“It can be lonely”: Being young and bisexual in Australia

As this year’s Bisexual Day of Visibility falls within Suicide Prevention Month, we explore what it’s like to be young and bi+ in Australia.

As the largest subgroup of the LGBTQ+ community, bisexual, pansexual, and fluid people’s experiences are both unique and distressingly commonplace.

Even as the world becomes increasingly open to talking about mental health, the extraordinarily high rates of mental illness and isolation among bi+ people still slips under the radar.

22-year-old host of queer radio show Pride and Prejudice Caitlin says bisexual people are often “left out of a lot of conversations and targeted support.”

“We’re at higher risks of anxiety, depression, suicide, and there’s a major lack of support and awareness around that. There’s also not a lot of support in letting those who are exploring their sexuality know that being bisexual is a thing.”

Caitlin says that although she’s been “fortunate” enough to work in “pretty safe spaces”, she knows others who have experienced discrimination due to their bisexuality.

“Biphobia – particularly internalised biphobia – is a major reoccurring thing within the queer community. There’s always this internal doubt of ‘I’m not queer enough’ and that’s doubled with external jokes and criticisms.”

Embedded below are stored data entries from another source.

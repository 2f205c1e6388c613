//! Configuration management subsystem.
//!
//! # Data Flow
//! ```text
//! config file (TOML)
//!     → loader.rs (parse & deserialize)
//!     → validation.rs (semantic checks)
//!     → QuoterConfig (validated, immutable)
//!     → rules and pricing shared via Arc with every request
//! ```
//!
//! # Design Decisions
//! - Config is immutable once loaded; changes require a restart
//! - All fields have defaults to allow minimal configs
//! - Validation separates syntactic (serde) from semantic checks

pub mod loader;
pub mod schema;
pub mod validation;

pub use loader::{load_config, parse_config, ConfigError};
pub use schema::{
    ListenerConfig, LogFormat, ObservabilityConfig, PricingConfig, QuoterConfig, RuleSet,
    ServiceConfig, TimeoutConfig,
};
pub use validation::{validate_config, ConfigIssue};
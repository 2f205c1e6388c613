//! Business-rule validation.
//!
//! # Design Decisions
//! - Checks are an ordered table driven by [`validate`]
//! - First failing check wins; later checks never run
//! - Numeric bounds are checked in the order year, downpayment, price
//! - Pure function of the request and the rule tables

use crate::quoting::error::Violation;
use crate::quoting::rules::RuleSet;
use crate::quoting::types::QuoteRequest;

/// A single named precondition.
pub struct Check {
    pub name: &'static str,
    pub run: fn(&QuoteRequest, &RuleSet) -> Result<(), Violation>,
}

/// Checks in evaluation order.
pub const CHECKS: &[Check] = &[
    Check {
        name: "vehicle_type",
        run: check_vehicle_type,
    },
    Check {
        name: "vehicle_subtype",
        run: check_vehicle_subtype,
    },
    Check {
        name: "numeric_ranges",
        run: check_numeric_ranges,
    },
    Check {
        name: "regional_year",
        run: check_regional_year,
    },
    Check {
        name: "brand_origin",
        run: check_brand_origin,
    },
];

/// Run every check in order, stopping at the first violation.
pub fn validate(request: &QuoteRequest, rules: &RuleSet) -> Result<(), Violation> {
    for check in CHECKS {
        if let Err(violation) = (check.run)(request, rules) {
            tracing::debug!(
                check = check.name,
                kind = violation.kind().as_str(),
                "Quote request rejected"
            );
            return Err(violation);
        }
    }
    Ok(())
}

fn check_vehicle_type(request: &QuoteRequest, rules: &RuleSet) -> Result<(), Violation> {
    if rules.is_vehicle_type(&request.vehicle_type) {
        Ok(())
    } else {
        Err(Violation::UnsupportedVehicleType {
            value: request.vehicle_type.clone(),
            allowed: rules.vehicle_types.clone(),
        })
    }
}

fn check_vehicle_subtype(request: &QuoteRequest, rules: &RuleSet) -> Result<(), Violation> {
    let Some(subtype) = &request.vehicle_subtype else {
        return Ok(());
    };
    if !rules.is_known_subtype(subtype) {
        return Err(Violation::UnknownSubtype {
            value: subtype.clone(),
        });
    }
    if !rules.is_allowed_subtype(subtype) {
        return Err(Violation::DisallowedSubtype {
            value: subtype.clone(),
            allowed: rules.allowed_subtypes.clone(),
        });
    }
    Ok(())
}

fn check_numeric_ranges(request: &QuoteRequest, rules: &RuleSet) -> Result<(), Violation> {
    if !rules.year.contains(request.year) {
        return Err(Violation::OutOfRange {
            field: "year",
            bound: rules.year.describe(),
            value: request.year.to_string(),
        });
    }
    if !rules.downpayment.contains(request.downpayment) {
        return Err(Violation::OutOfRange {
            field: "downpayment",
            bound: rules.downpayment.describe(),
            value: request.downpayment.to_string(),
        });
    }
    if !rules.price.contains(request.price) {
        return Err(Violation::OutOfRange {
            field: "price",
            bound: rules.price.describe(),
            value: request.price.to_string(),
        });
    }
    Ok(())
}

fn check_regional_year(request: &QuoteRequest, rules: &RuleSet) -> Result<(), Violation> {
    if rules.brands.is_russian(&request.brand) && !rules.russian_year.contains(request.year) {
        return Err(Violation::RegionalYearRestriction {
            brand: request.brand.clone(),
            bound: rules.russian_year.describe(),
            year: request.year,
        });
    }
    Ok(())
}

fn check_brand_origin(request: &QuoteRequest, rules: &RuleSet) -> Result<(), Violation> {
    if rules.brands.is_allowed(&request.brand) {
        Ok(())
    } else {
        Err(Violation::DisallowedBrand {
            value: request.brand.clone(),
            allowed: rules.brands.all(),
        })
    }
}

A study published this year by La Trobe University – which surveyed the largest-ever cohort of bisexual Australians – found that 77.6% of the sample experienced thoughts of self-harm or suicide, compared to 13.3% of the general Australian population.

A staggering 27.8% of the bisexual participants had actually attempted suicide.

Younger bi+ people, who are often exposed to bullying and paired with the trials of growing up, are at an even bigger risk.

Caitlin says this makes being outspoken about her identity all the more important.

“Being open bi, especially on queer platforms, hopefully lets people know (bi or not) that it is a sexuality that exists and is valid.”

But not all bi+ people are as open as Caitlin.

In fact they are less likely in general to be “out” than other LGBTQ+ people – especially if they’re male. For some that’s due to discrimination or shame. For others it’s simply about not being labelled.

25-year-old teacher Jack* says that although most of his friends know he’s had experiences with both women and men, he doesn’t consider himself “visibly out”– which he defines as whether those in a workplace would know – and doesn’t label his sexuality.

He says his hesitation to adopt any label is about not wanting to be reduced to one small facet of who he is.

“Just like I don’t being boiled down to a seemingly appearing ‘straight, white man,’ and having my opinions invalidated due to factors out of my control, I wouldn’t like to be identified straight away as bisexual [because] it could change the way people perceive me.”

But Krish*, 19, says he never told anyone when he realised that he was bisexual, because he didn’t think they would understand.

“[My girlfriend] is the only one that knows. I love her, and she’s pretty supportive, but I don’t talk about it much. My parents wouldn’t get it, and it’s definitely not something I talk about with my guy friends. Yeah, it can be lonely in a way.”

22-year-old artist and filmmaker Anastasia was a young teen when she realised she was attracted to girls as well as boys. She also isn’t out to her family, though all of her friends know.

“I’m pretty open with my personality and have never changed who I am around my family except with sexual identity and the fact I’m dating a girl.”

Like many bi+ people, she sees her relationship with her girlfriend of four years as a source of strength.

“I think I’ve been lucky to be able share my feelings and identity with my partner. [She] has taught me about love in a way where there is no judgement.”

The La Trobe Who I Am study showed that bisexuals in relationships with same gender partners, or particularly supportive different gender partners, have much better mental health overall.

For Anastasia, having someone who “doesn’t question her identity” makes her feel safe.

“I forget about the fact I’m dating a girl as a bi woman and sometimes don’t think my identity matters.”

When asked what her hope is for the next generation of young bi+ Australians, Caitlin says she wants them to be “properly represented and know that it’s okay to identify as bisexual.”

“Bisexuality is a sexuality that is constantly erased, forgotten about, and misrepresented.

“I want the next generation of young Aussie bis to be safe and secure in exploring who they are and who they love.

“I also hope they have some pretty wicked media representation.”

And with popular TV shows now featuring bi+ romance and characters, and so many young celebrities now out as Bisexual, Pansexual, Queer, or choosing to eschew labels altogether, that future could be drawing closer.

As less and less young people identify as “exclusively heterosexual,” perhaps we are headed for a future less concerned with labels, where young bi+ folks will thrive.

*Editor’s note: some names have been changed to protect the identities of the people in this story.